* Problem requirements: Find how many lines below hold "guard", and give that number as the entire answer.

(Saved entries)
□ □ □ □

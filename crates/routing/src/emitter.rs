//! Emitter - fan-out of one producer's events to N receivers
//!
//! Every event is forwarded to all registered receivers in registration
//! order. The first failure aborts delivery of that event to the remaining
//! receivers and is returned to the producer, which must stop producing.

use ipmap_protocol::{Block, ProducerId};

use crate::{Receiver, Result, SharedReceiver};

#[cfg(test)]
#[path = "emitter_test.rs"]
mod tests;

/// Ordered registry of receivers for a single producer
///
/// # Example
///
/// ```ignore
/// let mut emitter = Emitter::new("aws");
/// emitter.add_receiver(shared(MapFileSink::create("out/ip_to_aws")?));
/// emitter.add_receiver(merge.clone());
///
/// for block in blocks {
///     emitter.emit(block)?;
/// }
/// emitter.done()?;
/// ```
pub struct Emitter {
    /// Identity announced to receivers
    id: ProducerId,

    /// Receivers in registration order
    receivers: Vec<SharedReceiver>,

    /// Blocks emitted so far
    emitted: u64,
}

impl Emitter {
    /// Create an emitter with no receivers
    pub fn new(id: impl Into<ProducerId>) -> Self {
        Self {
            id: id.into(),
            receivers: Vec::new(),
            emitted: 0,
        }
    }

    /// Producer identity
    #[inline]
    pub fn id(&self) -> &ProducerId {
        &self.id
    }

    /// Register a receiver and announce this producer to it
    pub fn add_receiver(&mut self, receiver: SharedReceiver) {
        receiver.lock().subscribed(&self.id);
        self.receivers.push(receiver);
    }

    /// Number of registered receivers
    #[inline]
    pub fn receiver_count(&self) -> usize {
        self.receivers.len()
    }

    /// Number of blocks emitted
    #[inline]
    pub fn emitted(&self) -> u64 {
        self.emitted
    }

    /// Deliver a block to every receiver
    ///
    /// Receivers before the last get a clone; the last one takes the block.
    pub fn emit(&mut self, block: Block) -> Result<()> {
        self.emitted += 1;

        let Some((last, rest)) = self.receivers.split_last() else {
            return Ok(());
        };

        for receiver in rest {
            Self::deliver(&self.id, receiver, |r, id| r.receive(id, block.clone()))?;
        }
        Self::deliver(&self.id, last, |r, id| r.receive(id, block))
    }

    /// Signal every receiver that this producer is finished
    pub fn done(&mut self) -> Result<()> {
        for receiver in &self.receivers {
            Self::deliver(&self.id, receiver, |r, id| r.done(id))?;
        }
        Ok(())
    }

    fn deliver<F>(id: &ProducerId, receiver: &SharedReceiver, event: F) -> Result<()>
    where
        F: FnOnce(&mut (dyn Receiver + 'static), &ProducerId) -> Result<()>,
    {
        let mut guard = receiver.lock();
        event(&mut *guard, id).inspect_err(|e| {
            tracing::warn!(
                producer = %id,
                receiver = guard.name(),
                error = %e,
                "receiver failed, halting delivery"
            );
        })
    }
}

□ □ □ □

* Written reply: 3